Title: The Myth of Patient Confidentiality
 
 

November 1999 
The Myth of Patient Confidentiality

The word "confidential" has virtually no meaning for medical or other personal records. The best thing that health privacy rules offer is the guarantee that further erosions of privacy interests will not take place without public awareness and debate. If we can stop things from becoming worse, that will be a significant accomplishment. 
 

Robert Gellman
rgellman@cais.com
 
 
Robert Gellman is a Washington, DC-based privacy and information policy consultant and former chief counsel to the House of Representatives subcommittee on information, justice, transportation, and agriculture.

In announcing the publication of draft health privacy regulations, President Clinton described the objective of the proposal as protecting the "sanctity of medical records." He said "we owe it to our families to protect their privacy in the most comprehensive way possible." The rhetoric from the President is similar to statements that other politicians and policy makers routinely make about the vital importance of confidentiality in the relationship between physician and patient. 

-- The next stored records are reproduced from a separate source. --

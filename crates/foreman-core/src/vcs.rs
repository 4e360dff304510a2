use std::path::{Path, PathBuf};
use std::time::Duration;

use serde::Serialize;
use serde_json::json;

use foreman_sandbox::{CommandSpec, Sandbox};
use foreman_types::{EventKind, ForemanError, Result, WorkflowEvent};

use crate::event_bus::EventBus;

#[derive(Debug, Clone, Serialize)]
pub struct RepoStatus {
    pub branch: String,
    pub staged: Vec<String>,
    pub unstaged: Vec<String>,
    pub has_changes: bool,
}

/// Drives the external `git` binary through the sandbox. Commits stage the
/// exact file set and return the new revision; on failure the working tree
/// is left as git left it.
#[derive(Clone)]
pub struct GitAdapter {
    project_id: String,
    sandbox: Sandbox,
    bus: Option<EventBus>,
}

impl GitAdapter {
    pub fn new(project_id: impl Into<String>, sandbox: Sandbox) -> Self {
        Self {
            project_id: project_id.into(),
            sandbox,
            bus: None,
        }
    }

    pub fn with_bus(mut self, bus: EventBus) -> Self {
        self.bus = Some(bus);
        self
    }

    async fn git(&self, root: &Path, args: &[&str]) -> Result<foreman_sandbox::CommandOutcome> {
        let mut spec = CommandSpec::new(
            "git",
            args.iter().map(|a| a.to_string()).collect(),
            root.to_path_buf(),
        );
        spec.timeout = Duration::from_secs(self.sandbox.policy().command_timeout);
        let outcome = self.sandbox.run(spec).await?;
        if outcome.timed_out {
            return Err(ForemanError::Timeout(format!(
                "git {} timed out",
                args.join(" ")
            )));
        }
        Ok(outcome)
    }

    pub async fn is_repo(&self, root: &Path) -> Result<bool> {
        let outcome = self
            .git(root, &["rev-parse", "--is-inside-work-tree"])
            .await?;
        Ok(outcome.exit_code == 0 && outcome.stdout.trim() == "true")
    }

    pub async fn init(&self, root: &Path) -> Result<()> {
        let outcome = self.git(root, &["init"]).await?;
        if outcome.exit_code != 0 {
            return Err(ForemanError::Storage(format!(
                "git init failed: {}",
                outcome.stderr.trim()
            )));
        }
        Ok(())
    }

    pub async fn status(&self, root: &Path) -> Result<RepoStatus> {
        let branch = self
            .git(root, &["branch", "--show-current"])
            .await?
            .stdout
            .trim()
            .to_string();
        let porcelain = self.git(root, &["status", "--porcelain"]).await?;
        if porcelain.exit_code != 0 {
            return Err(ForemanError::Storage(format!(
                "git status failed: {}",
                porcelain.stderr.trim()
            )));
        }
        let mut staged = Vec::new();
        let mut unstaged = Vec::new();
        for line in porcelain.stdout.lines() {
            if line.len() < 4 {
                continue;
            }
            let index = line.as_bytes()[0] as char;
            let worktree = line.as_bytes()[1] as char;
            let path = line[3..].to_string();
            if index != ' ' && index != '?' {
                staged.push(path.clone());
            }
            if worktree != ' ' || index == '?' {
                unstaged.push(path);
            }
        }
        let has_changes = !staged.is_empty() || !unstaged.is_empty();
        Ok(RepoStatus {
            branch,
            staged,
            unstaged,
            has_changes,
        })
    }

    /// Stage exactly `files`, commit, and return the new revision id.
    pub async fn commit(&self, root: &Path, files: &[PathBuf], message: &str) -> Result<String> {
        let mut add_args = vec!["add".to_string(), "--".to_string()];
        for file in files {
            add_args.push(file.display().to_string());
        }
        let add_args_ref: Vec<&str> = add_args.iter().map(String::as_str).collect();
        let added = self.git(root, &add_args_ref).await?;
        if added.exit_code != 0 {
            return Err(ForemanError::Storage(format!(
                "git add failed: {}",
                added.stderr.trim()
            )));
        }

        let committed = self.git(root, &["commit", "-m", message]).await?;
        if committed.exit_code != 0 {
            return Err(ForemanError::Storage(format!(
                "git commit failed: {}",
                committed.stderr.trim()
            )));
        }

        let sha = self
            .git(root, &["rev-parse", "HEAD"])
            .await?
            .stdout
            .trim()
            .to_string();
        if sha.is_empty() {
            return Err(ForemanError::Storage("git rev-parse returned no sha".into()));
        }
        if let Some(bus) = &self.bus {
            bus.publish(WorkflowEvent::new(
                EventKind::VcsCommitted,
                self.project_id.clone(),
                json!({"sha": sha, "files": files.len(), "message": message.lines().next()}),
            ));
        }
        Ok(sha)
    }

    pub async fn diff(&self, root: &Path) -> Result<String> {
        let outcome = self.git(root, &["diff"]).await?;
        Ok(outcome.stdout)
    }
}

There is just one problem. Medical records are not confidential, and they haven't been confidential for decades. 

In fact, the word "confidential" has virtually no meaning for medical or other personal records. Banks tell customers that depositor records are confidential. But the banks give the records -- without any notice to customers and without customer consent -- to the Internal Revenue Service, credit bureaus, bank regulators, courts, lawyers, auditors, process servers, police, and maybe even telemarketers. Federal law also protects the confidentiality of student records, but the records can still be disclosed without notice or consent to the Secretary of Education, school officials with "legitimate educational interests", the Comptroller General of the United States, state educational authorities, banks in connection with student loan applications, educational researchers, accreditation organizations, and others. 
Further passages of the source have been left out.